Saturated parts of Puerto Rico were bracing for more potential flooding on Monday, as the rain that pounded the U.S. territory over the weekend, causing at least two deaths, threatened to return.
“Calm weather conditions are expected this morning across the islands,” the National Weather Service in San Juan said Monday morning. “However, afternoon showers are expected once again over the interior and eastern PR. Due to saturated soils and the anticipated activity the flooding risk remains elevated today.”
“Increasing instability” on Tuesday could bring another potential round of heavy rainfall, the NWS said. This week could bring 1 to 2 inches of rain to the island’s interior sections, on top of the 10 to 20 inches the interior sections have already received since mid-April, the NWS said. With soils saturated and river levels well above normal, “PR has an elevated threat of flooding, as many locations in the interior and near mountains are vulnerable,” the agency added.
Weekend rains submerged streets, stranded families and led to the death of a 44-year-old man, Puerto Rican authorities said Sunday.
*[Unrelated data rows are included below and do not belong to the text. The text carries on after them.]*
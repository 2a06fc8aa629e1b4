//! Recursive coercion from configuration nodes to materialized values.
//!
//! Coercion is driven entirely by the operation's declared shape, never by
//! the node's own kind: a mismatch is reported as a conversion error, not
//! papered over. Lists and maps recurse with an element type resolved from
//! the operation's type-descriptor argument; object-shaped nodes become
//! nested binding contexts when the element type is a contract.

use std::sync::Arc;

use konfig_value::{Lookup, Number, Value};

use crate::contract::{ElementType, Operation, ReturnShape, ScalarType};
use crate::error::{BindError, ErrorPath, MissingReason, TypeParamKind};
use crate::materialized::{Materialized, Scalar};
use crate::proxy::ConfigProxy;
use crate::source::SourceProvider;

/// One coercion pass over a tree, at a fixed parent stack.
pub(crate) struct Coercer<'a> {
    pub(crate) tree: &'a Arc<Value>,
    pub(crate) parents: &'a [String],
    pub(crate) provider: &'a Arc<dyn SourceProvider>,
}

impl Coercer<'_> {
    fn err_path(&self, path: &str) -> ErrorPath {
        ErrorPath::new(self.parents, path)
    }

    /// Materialize one operation's value at the given dotted path.
    pub(crate) fn materialize(
        &self,
        operation: &Operation,
        path: &str,
        element: Option<&ElementType>,
    ) -> Result<Materialized, BindError> {
        match operation.shape() {
            ReturnShape::Scalar(target) => match self.tree.lookup(path) {
                Lookup::Missing | Lookup::Null => Ok(Materialized::Absent),
                Lookup::Found(node) => {
                    self.to_scalar(node, *target, path).map(Materialized::Scalar)
                }
            },
            ReturnShape::Primitive(target) => match self.tree.lookup(path) {
                Lookup::Missing => Err(BindError::missing(
                    self.err_path(path),
                    MissingReason::Undefined,
                    target.name(),
                )),
                Lookup::Null => Err(BindError::missing(
                    self.err_path(path),
                    MissingReason::Null,
                    target.name(),
                )),
                Lookup::Found(node) => {
                    self.to_scalar(node, *target, path).map(Materialized::Scalar)
                }
            },
            ReturnShape::Contract(contract) => match self.tree.lookup(path) {
                Lookup::Missing | Lookup::Null => Ok(Materialized::Absent),
                Lookup::Found(node) => {
                    if node.as_object().is_some() {
                        let proxy = ConfigProxy::create(
                            Arc::clone(contract),
                            format!("{path}."),
                            self.parents.to_vec(),
                            Arc::clone(self.tree),
                            Arc::clone(self.provider),
                        )?;
                        Ok(Materialized::Contract(proxy))
                    } else {
                        Err(BindError::conversion(
                            self.err_path(path),
                            node.type_name(),
                            contract.name(),
                        ))
                    }
                }
            },
            ReturnShape::List => {
                let element = self.resolve_element(operation, path, element)?;
                match self.tree.lookup(path) {
                    Lookup::Missing | Lookup::Null => Ok(Materialized::Absent),
                    Lookup::Found(node) => self.to_list(node, &element, path),
                }
            }
            ReturnShape::Map => {
                let element = self.resolve_element(operation, path, element)?;
                match self.tree.lookup(path) {
                    Lookup::Missing | Lookup::Null => Ok(Materialized::Absent),
                    Lookup::Found(node) => self.to_map(node, &element, path),
                }
            }
            ReturnShape::Properties
            | ReturnShape::Array
            | ReturnShape::Sequence(_)
            | ReturnShape::Mapping(_) => Err(BindError::internal(
                self.err_path(path),
                "unvalidated return shape reached coercion",
            )),
        }
    }

    /// Resolve the element type for a list or map operation. Operations
    /// declared without a type-descriptor parameter materialize with
    /// natural element types; disallowed descriptors are rejected here, at
    /// call time.
    fn resolve_element(
        &self,
        operation: &Operation,
        path: &str,
        element: Option<&ElementType>,
    ) -> Result<ElementType, BindError> {
        if operation.params().is_empty() {
            return Ok(ElementType::Any);
        }
        let Some(element) = element else {
            return Err(BindError::contract(
                self.err_path(path),
                "missing type descriptor argument",
            ));
        };
        match element {
            ElementType::Array => Err(BindError::type_parameter(
                self.err_path(path),
                TypeParamKind::Array,
            )),
            ElementType::Sequence => Err(BindError::type_parameter(
                self.err_path(path),
                TypeParamKind::Sequence,
            )),
            ElementType::Mapping => Err(BindError::type_parameter(
                self.err_path(path),
                TypeParamKind::Mapping,
            )),
            other => Ok(other.clone()),
        }
    }

    fn to_scalar(
        &self,
        node: &Value,
        target: ScalarType,
        path: &str,
    ) -> Result<Scalar, BindError> {
        let mismatch = || {
            BindError::conversion(self.err_path(path), node.type_name(), target.name())
        };

        match target {
            ScalarType::Bool => match node {
                Value::Bool(v) => Ok(Scalar::Bool(*v)),
                _ => Err(mismatch()),
            },
            ScalarType::Str => match node {
                Value::Str(v) => Ok(Scalar::Str(v.clone())),
                _ => Err(mismatch()),
            },
            ScalarType::Char => match node {
                Value::Str(v) => {
                    let mut chars = v.chars();
                    match (chars.next(), chars.next()) {
                        (Some(c), None) => Ok(Scalar::Char(c)),
                        _ => Err(mismatch()),
                    }
                }
                _ => Err(mismatch()),
            },
            ScalarType::I8 => self.to_integer(node, target, path).map(|v| {
                Scalar::I8(v as i8)
            }),
            ScalarType::I16 => self.to_integer(node, target, path).map(|v| {
                Scalar::I16(v as i16)
            }),
            ScalarType::I32 => self.to_integer(node, target, path).map(|v| {
                Scalar::I32(v as i32)
            }),
            ScalarType::I64 => self.to_integer(node, target, path).map(Scalar::I64),
            ScalarType::F32 => match node {
                Value::Number(n) => Ok(Scalar::F32(n.as_f64() as f32)),
                _ => Err(mismatch()),
            },
            ScalarType::F64 => match node {
                Value::Number(n) => Ok(Scalar::F64(n.as_f64())),
                _ => Err(mismatch()),
            },
        }
    }

    /// Coerce a number node to an integer target, checking range. A float
    /// converts only when it is whole and in range.
    fn to_integer(
        &self,
        node: &Value,
        target: ScalarType,
        path: &str,
    ) -> Result<i64, BindError> {
        let mismatch = || {
            BindError::conversion(self.err_path(path), node.type_name(), target.name())
        };
        let (min, max) = match target {
            ScalarType::I8 => (i64::from(i8::MIN), i64::from(i8::MAX)),
            ScalarType::I16 => (i64::from(i16::MIN), i64::from(i16::MAX)),
            ScalarType::I32 => (i64::from(i32::MIN), i64::from(i32::MAX)),
            _ => (i64::MIN, i64::MAX),
        };

        match node {
            Value::Number(Number::Int(v)) if (min..=max).contains(v) => Ok(*v),
            Value::Number(Number::Float(v))
                if v.fract() == 0.0 && *v >= min as f64 && *v <= max as f64 =>
            {
                Ok(*v as i64)
            }
            _ => Err(mismatch()),
        }
    }

    /// Coerce a scalar node to its natural representation: integers that
    /// fit become `i32`, larger ones `i64`, floats `f64`.
    fn to_any(&self, node: &Value, path: &str) -> Result<Scalar, BindError> {
        match node {
            Value::Bool(v) => Ok(Scalar::Bool(*v)),
            Value::Number(Number::Int(v)) => {
                if let Ok(small) = i32::try_from(*v) {
                    Ok(Scalar::I32(small))
                } else {
                    Ok(Scalar::I64(*v))
                }
            }
            Value::Number(Number::Float(v)) => Ok(Scalar::F64(*v)),
            Value::Str(v) => Ok(Scalar::Str(v.clone())),
            _ => Err(BindError::internal(
                self.err_path(path),
                format!("{} node reached scalar coercion", node.type_name()),
            )),
        }
    }

    fn coerce_element(
        &self,
        node: &Value,
        element: &ElementType,
        path: &str,
    ) -> Result<Scalar, BindError> {
        match element {
            ElementType::Any => self.to_any(node, path),
            ElementType::Scalar(target) => self.to_scalar(node, *target, path),
            ElementType::Contract(contract) => Err(BindError::conversion(
                self.err_path(path),
                node.type_name(),
                contract.name(),
            )),
            ElementType::Array | ElementType::Sequence | ElementType::Mapping => {
                Err(BindError::internal(
                    self.err_path(path),
                    "rejected type descriptor reached coercion",
                ))
            }
        }
    }

    fn to_list(
        &self,
        node: &Value,
        element: &ElementType,
        path: &str,
    ) -> Result<Materialized, BindError> {
        let Some(items) = node.as_list() else {
            return Err(BindError::conversion(
                self.err_path(path),
                node.type_name(),
                "list",
            ));
        };

        let mut out = Vec::with_capacity(items.len());
        for item in items {
            let value = match item {
                Value::Null => Materialized::Absent,
                Value::List(_) => self.to_list(item, element, path)?,
                Value::Object(_) => {
                    let mut parents = self.parents.to_vec();
                    parents.push(path.to_string());
                    if let ElementType::Contract(contract) = element {
                        Materialized::Contract(ConfigProxy::create(
                            Arc::clone(contract),
                            String::new(),
                            parents,
                            Arc::new(item.clone()),
                            Arc::clone(self.provider),
                        )?)
                    } else {
                        // Object elements without a contract element type
                        // materialize as maps over the element subtree.
                        let subtree = Arc::new(item.clone());
                        let nested = Coercer {
                            tree: &subtree,
                            parents: &parents,
                            provider: self.provider,
                        };
                        nested.to_map(item, element, "")?
                    }
                }
                _ => Materialized::Scalar(self.coerce_element(item, element, path)?),
            };
            out.push(value);
        }
        Ok(Materialized::List(out))
    }

    fn to_map(
        &self,
        node: &Value,
        element: &ElementType,
        path: &str,
    ) -> Result<Materialized, BindError> {
        let Some(entries) = node.as_object() else {
            return Err(BindError::conversion(
                self.err_path(path),
                node.type_name(),
                "map",
            ));
        };

        let mut out = indexmap::IndexMap::with_capacity(entries.len());
        for (key, item) in entries {
            let entry_path = if path.is_empty() {
                key.clone()
            } else {
                format!("{path}.{key}")
            };
            let value = match item {
                Value::Null => continue,
                Value::List(_) => self.to_list(item, element, &entry_path)?,
                Value::Object(_) => {
                    if let ElementType::Contract(contract) = element {
                        Materialized::Contract(ConfigProxy::create(
                            Arc::clone(contract),
                            format!("{entry_path}."),
                            self.parents.to_vec(),
                            Arc::clone(self.tree),
                            Arc::clone(self.provider),
                        )?)
                    } else {
                        self.to_map(item, element, &entry_path)?
                    }
                }
                _ => Materialized::Scalar(self.coerce_element(item, element, &entry_path)?),
            };
            out.insert(key.clone(), value);
        }
        Ok(Materialized::Map(out))
    }
}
Febus Padilla was killed and 43-year-old Yesenia Díaz Pacheco hospitalized Saturday after a landslide hurled a tree onto the hood of their car at about 8:10 p.m. as they drove along a highway in Toa Baja, authorities said. Díaz was in stable condition on Sunday.
Padilla’s was the second death from the rains that have lashed the islands since April 19. Last Monday a man was swept away and killed while trying to drive through floodwaters in the capital of San Juan. On Sunday more than two dozen families were cut off after the rains opened a sinkhole in Aguas Buenas, a town outside San Juan. Elsewhere, ruptured pipelines disrupted crucial water supplies.
Municipalities across the island have reported millions of dollars in damages so far. Several have been under a state of emergency declared last Thursday, and on Sunday Puerto Rico’s Public Safety Secretary, Arturo Garffer, added three more Garffer visited most of those regions on Saturday, accompanied by their mayors, the San Juan Daily Star reported.